Given records >>
=-=-=

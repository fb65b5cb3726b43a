use crate::data_wrappers::{CondensedNode, SltNode};
use crate::NOISE_LABEL;
use num_traits::Float;
use std::collections::VecDeque;

/// The single linkage tree with every split that sheds fewer than `min_cluster_size` points
/// treated as points falling out of a cluster rather than as a new cluster.
///
/// Clusters are numbered from `n_samples` (the root) upwards, parents before children.
pub(crate) struct CondensedTree<T> {
    nodes: Vec<CondensedNode<T>>,
    n_samples: usize,
    n_clusters: usize,
}

impl<T: Float> CondensedTree<T> {
    /// `single_linkage_tree` must hold the `n_samples - 1` merges of at least two points.
    pub(crate) fn new(
        single_linkage_tree: &[SltNode<T>],
        n_samples: usize,
        min_cluster_size: usize,
    ) -> Self {
        let root = 2 * (n_samples - 1);
        let mut relabel = vec![0_usize; root + 1];
        relabel[root] = n_samples;
        let mut next_label = n_samples + 1;
        let mut ignore = vec![false; root + 1];
        let mut nodes = Vec::with_capacity(n_samples * 2);

        let size_of = |node_id: usize| {
            if node_id < n_samples {
                1
            } else {
                single_linkage_tree[node_id - n_samples].size
            }
        };

        for node_id in descendants(single_linkage_tree, n_samples, root) {
            if ignore[node_id] || node_id < n_samples {
                continue;
            }
            let slt_node = &single_linkage_tree[node_id - n_samples];
            let parent = relabel[node_id];
            let lambda = calc_lambda(slt_node.distance);
            let (left, right) = (slt_node.left_child, slt_node.right_child);
            let (left_size, right_size) = (size_of(left), size_of(right));

            match (left_size >= min_cluster_size, right_size >= min_cluster_size) {
                (true, true) => {
                    for (child, size) in [(left, left_size), (right, right_size)] {
                        relabel[child] = next_label;
                        nodes.push(CondensedNode {
                            parent,
                            child: next_label,
                            lambda,
                            size,
                        });
                        next_label += 1;
                    }
                }
                (false, false) => {
                    for child in [left, right] {
                        for sub_node in descendants(single_linkage_tree, n_samples, child) {
                            if sub_node < n_samples {
                                nodes.push(CondensedNode {
                                    parent,
                                    child: sub_node,
                                    lambda,
                                    size: 1,
                                });
                            }
                            ignore[sub_node] = true;
                        }
                    }
                }
                (big_left, _) => {
                    // One side carries on as the parent cluster, the other falls out
                    let (kept, shed) = if big_left { (left, right) } else { (right, left) };
                    relabel[kept] = parent;
                    for sub_node in descendants(single_linkage_tree, n_samples, shed) {
                        if sub_node < n_samples {
                            nodes.push(CondensedNode {
                                parent,
                                child: sub_node,
                                lambda,
                                size: 1,
                            });
                        }
                        ignore[sub_node] = true;
                    }
                }
            }
        }

        CondensedTree {
            nodes,
            n_samples,
            n_clusters: next_label - n_samples,
        }
    }

    fn root(&self) -> usize {
        self.n_samples
    }

    fn is_cluster(&self, node_id: usize) -> bool {
        node_id >= self.n_samples
    }

    fn children_of(&self, cluster_id: usize) -> impl Iterator<Item = &CondensedNode<T>> + '_ {
        self.nodes.iter().filter(move |node| node.parent == cluster_id)
    }

    fn lambda_birth(&self, cluster_id: usize) -> T {
        self.nodes
            .iter()
            .find(|node| node.child == cluster_id)
            .map(|node| node.lambda)
            .unwrap_or_else(T::zero)
    }

    /// Excess of mass of every cluster, indexed by `cluster_id - n_samples`.
    fn calc_stabilities(&self) -> Vec<T> {
        let births: Vec<T> = (0..self.n_clusters)
            .map(|n| self.lambda_birth(self.n_samples + n))
            .collect();
        let mut stabilities = vec![T::zero(); self.n_clusters];
        for node in &self.nodes {
            let idx = node.parent - self.n_samples;
            let size = T::from(node.size).unwrap_or_else(T::one);
            stabilities[idx] = stabilities[idx] + (node.lambda - births[idx]) * size;
        }
        stabilities
    }

    /// Picks the clusters that maximise total stability: a cluster wins unless its child
    /// clusters are, together, more stable. Returned ids are ascending.
    pub(crate) fn select_clusters(&self, allow_single_cluster: bool) -> Vec<usize> {
        let mut stabilities = self.calc_stabilities();
        let mut selected = vec![false; self.n_clusters];
        let first = if allow_single_cluster { 0 } else { 1 };

        // Children always have larger ids than their parents
        for idx in (first..self.n_clusters).rev() {
            let cluster_id = self.n_samples + idx;
            let child_stability = self
                .children_of(cluster_id)
                .filter(|node| self.is_cluster(node.child))
                .map(|node| stabilities[node.child - self.n_samples])
                .fold(T::zero(), |acc, stability| acc + stability);

            if child_stability > stabilities[idx] {
                stabilities[idx] = child_stability;
            } else {
                selected[idx] = true;
                for descendant in self.descendant_clusters(cluster_id) {
                    selected[descendant - self.n_samples] = false;
                }
            }
        }

        (0..self.n_clusters)
            .filter(|&idx| selected[idx])
            .map(|idx| self.n_samples + idx)
            .collect()
    }

    fn descendant_clusters(&self, cluster_id: usize) -> Vec<usize> {
        let mut process_queue = VecDeque::from([cluster_id]);
        let mut clusters = Vec::new();
        while let Some(current) = process_queue.pop_front() {
            for node in self.children_of(current) {
                if self.is_cluster(node.child) {
                    clusters.push(node.child);
                    process_queue.push_back(node.child);
                }
            }
        }
        clusters
    }

    /// Labels each point with the position of its selected cluster in `winning_clusters`, or
    /// noise if it belongs to none.
    pub(crate) fn label_points(&self, winning_clusters: &[usize]) -> Vec<i32> {
        let mut labels = vec![NOISE_LABEL; self.n_samples];

        for (label, &cluster_id) in winning_clusters.iter().enumerate() {
            // Only points that survive to the root's densest split belong to a root cluster
            let lambda_threshold = if cluster_id == self.root() {
                self.children_of(cluster_id)
                    .map(|node| node.lambda)
                    .fold(T::neg_infinity(), T::max)
            } else {
                T::neg_infinity()
            };

            let mut process_queue = VecDeque::from([cluster_id]);
            while let Some(current) = process_queue.pop_front() {
                for node in self.children_of(current) {
                    if self.is_cluster(node.child) {
                        process_queue.push_back(node.child);
                    } else if node.lambda >= lambda_threshold {
                        labels[node.child] = label as i32;
                    }
                }
            }
        }
        labels
    }
}

fn calc_lambda<T: Float>(distance: T) -> T {
    if distance > T::zero() {
        T::one() / distance
    } else {
        T::infinity()
    }
}

/// Breadth first walk of the single linkage tree from `root`, `root` included.
fn descendants<T>(single_linkage_tree: &[SltNode<T>], n_samples: usize, root: usize) -> Vec<usize> {
    let mut process_queue = VecDeque::from([root]);
    let mut node_ids = Vec::new();
    while let Some(node_id) = process_queue.pop_front() {
        node_ids.push(node_id);
        if node_id >= n_samples {
            let node = &single_linkage_tree[node_id - n_samples];
            process_queue.push_back(node.left_child);
            process_queue.push_back(node.right_child);
        }
    }
    node_ids
}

=-=-=

Work to be completed >> Each line above must be retyped exactly in the response.

Your response >>
repository fb65b5cb3726b43a
use crate::data_wrappers::{CondensedNode, SltNode};
use crate::NOISE_LABEL;
use num_traits::Float;
use std::collections::VecDeque;

/// The single linkage tree with every split that sheds fewer than `min_cluster_size` points
/// treated as points falling out of a cluster rather than as a new cluster.
///
/// Clusters are numbered from `n_samples` (the root) upwards, parents before children.
pub(crate) struct CondensedTree<T> {
    nodes: Vec<CondensedNode<T>>,
    n_samples: usize,
    n_clusters: usize,
}

impl<T: Float> CondensedTree<T> {
    /// `single_linkage_tree` must hold the `n_samples - 1` merges of at least two points.
    pub(crate) fn new(
        single_linkage_tree: &[SltNode<T>],
        n_samples: usize,
        min_cluster_size: usize,
    ) -> Self {
        let root = 2 * (n_samples - 1);
        let mut relabel = vec![0_usize; root + 1];
        relabel[root] = n_samples;
        let mut next_label = n_samples + 1;
        let mut ignore = vec![false; root + 1];
        let mut nodes = Vec::with_capacity(n_samples * 2);

        let size_of = |node_id: usize| {
            if node_id < n_samples {
                1
            } else {
                single_linkage_tree[node_id - n_samples].size
            }
        };

        for node_id in descendants(single_linkage_tree, n_samples, root) {
            if ignore[node_id] || node_id < n_samples {
                continue;
            }
            let slt_node = &single_linkage_tree[node_id - n_samples];
            let parent = relabel[node_id];
            let lambda = calc_lambda(slt_node.distance);
            let (left, right) = (slt_node.left_child, slt_node.right_child);
            let (left_size, right_size) = (size_of(left), size_of(right));

            match (left_size >= min_cluster_size, right_size >= min_cluster_size) {
                (true, true) => {
                    for (child, size) in [(left, left_size), (right, right_size)] {
                        relabel[child] = next_label;
                        nodes.push(CondensedNode {
                            parent,
                            child: next_label,
                            lambda,
                            size,
                        });
                        next_label += 1;
                    }
                }
                (false, false) => {
                    for child in [left, right] {
                        for sub_node in descendants(single_linkage_tree, n_samples, child) {
                            if sub_node < n_samples {
                                nodes.push(CondensedNode {
                                    parent,
                                    child: sub_node,
                                    lambda,
                                    size: 1,
                                });
                            }
                            ignore[sub_node] = true;
                        }
                    }
                }
                (big_left, _) => {
                    // One side carries on as the parent cluster, the other falls out
                    let (kept, shed) = if big_left { (left, right) } else { (right, left) };
                    relabel[kept] = parent;
                    for sub_node in descendants(single_linkage_tree, n_samples, shed) {
                        if sub_node < n_samples {
                            nodes.push(CondensedNode {
                                parent,
                                child: sub_node,
                                lambda,
                                size: 1,
                            });
                        }
                        ignore[sub_node] = true;
                    }
                }
            }
        }

        CondensedTree {
            nodes,
            n_samples,
            n_clusters: next_label - n_samples,
        }
    }

    fn root(&self) -> usize {
        self.n_samples
    }

    fn is_cluster(&self, node_id: usize) -> bool {
        node_id >= self.n_samples
    }

    fn children_of(&self, cluster_id: usize) -> impl Iterator<Item = &CondensedNode<T>> + '_ {
        self.nodes.iter().filter(move |node| node.parent == cluster_id)
    }

    fn lambda_birth(&self, cluster_id: usize) -> T {
        self.nodes
            .iter()
            .find(|node| node.child == cluster_id)
            .map(|node| node.lambda)
            .unwrap_or_else(T::zero)
    }

    /// Excess of mass of every cluster, indexed by `cluster_id - n_samples`.
    fn calc_stabilities(&self) -> Vec<T> {
        let births: Vec<T> = (0..self.n_clusters)
            .map(|n| self.lambda_birth(self.n_samples + n))
            .collect();
        let mut stabilities = vec![T::zero(); self.n_clusters];
        for node in &self.nodes {
            let idx = node.parent - self.n_samples;
            let size = T::from(node.size).unwrap_or_else(T::one);
            stabilities[idx] = stabilities[idx] + (node.lambda - births[idx]) * size;
        }
        stabilities
    }

    /// Picks the clusters that maximise total stability: a cluster wins unless its child
    /// clusters are, together, more stable. Returned ids are ascending.
    pub(crate) fn select_clusters(&self, allow_single_cluster: bool) -> Vec<usize> {
        let mut stabilities = self.calc_stabilities();
        let mut selected = vec![false; self.n_clusters];
        let first = if allow_single_cluster { 0 } else { 1 };

        // Children always have larger ids than their parents
        for idx in (first..self.n_clusters).rev() {
            let cluster_id = self.n_samples + idx;
            let child_stability = self
                .children_of(cluster_id)
                .filter(|node| self.is_cluster(node.child))
                .map(|node| stabilities[node.child - self.n_samples])
                .fold(T::zero(), |acc, stability| acc + stability);

            if child_stability > stabilities[idx] {
                stabilities[idx] = child_stability;
            } else {
                selected[idx] = true;
                for descendant in self.descendant_clusters(cluster_id) {
                    selected[descendant - self.n_samples] = false;
                }
            }
        }

        (0..self.n_clusters)
            .filter(|&idx| selected[idx])
            .map(|idx| self.n_samples + idx)
            .collect()
    }

    fn descendant_clusters(&self, cluster_id: usize) -> Vec<usize> {
        let mut process_queue = VecDeque::from([cluster_id]);
        let mut clusters = Vec::new();
        while let Some(current) = process_queue.pop_front() {
            for node in self.children_of(current) {
                if self.is_cluster(node.child) {
                    clusters.push(node.child);
                    process_queue.push_back(node.child);
                }
            }
        }
        clusters
    }

    /// Labels each point with the position of its selected cluster in `winning_clusters`, or
    /// noise if it belongs to none.
    pub(crate) fn label_points(&self, winning_clusters: &[usize]) -> Vec<i32> {
        let mut labels = vec![NOISE_LABEL; self.n_samples];

        for (label, &cluster_id) in winning_clusters.iter().enumerate() {
            // Only points that survive to the root's densest split belong to a root cluster
            let lambda_threshold = if cluster_id == self.root() {
                self.children_of(cluster_id)
                    .map(|node| node.lambda)
                    .fold(T::neg_infinity(), T::max)
            } else {
                T::neg_infinity()
            };

            let mut process_queue = VecDeque::from([cluster_id]);
            while let Some(current) = process_queue.pop_front() {
                for node in self.children_of(current) {
                    if self.is_cluster(node.child) {
                        process_queue.push_back(node.child);
                    } else if node.lambda >= lambda_threshold {
                        labels[node.child] = label as i32;
                    }
                }
            }
        }
        labels
    }
}

fn calc_lambda<T: Float>(distance: T) -> T {
    if distance > T::zero() {
        T::one() / distance
    } else {
        T::infinity()
    }
}

/// Breadth first walk of the single linkage tree from `root`, `root` included.
fn descendants<T>(single_linkage_tree: &[SltNode<T>], n_samples: usize, root: usize) -> Vec<usize> {
    let mut process_queue = VecDeque::from([root]);
    let mut node_ids = Vec::new();
    while let Some(node_id) = process_queue.pop_front() {
        node_ids.push(node_id);
        if node_id >= n_samples {
            let node = &single_linkage_tree[node_id - n_samples];
            process_queue.push_back(node.left_child);
            process_queue.push_back(node.right_child);
        }
    }
    node_ids
}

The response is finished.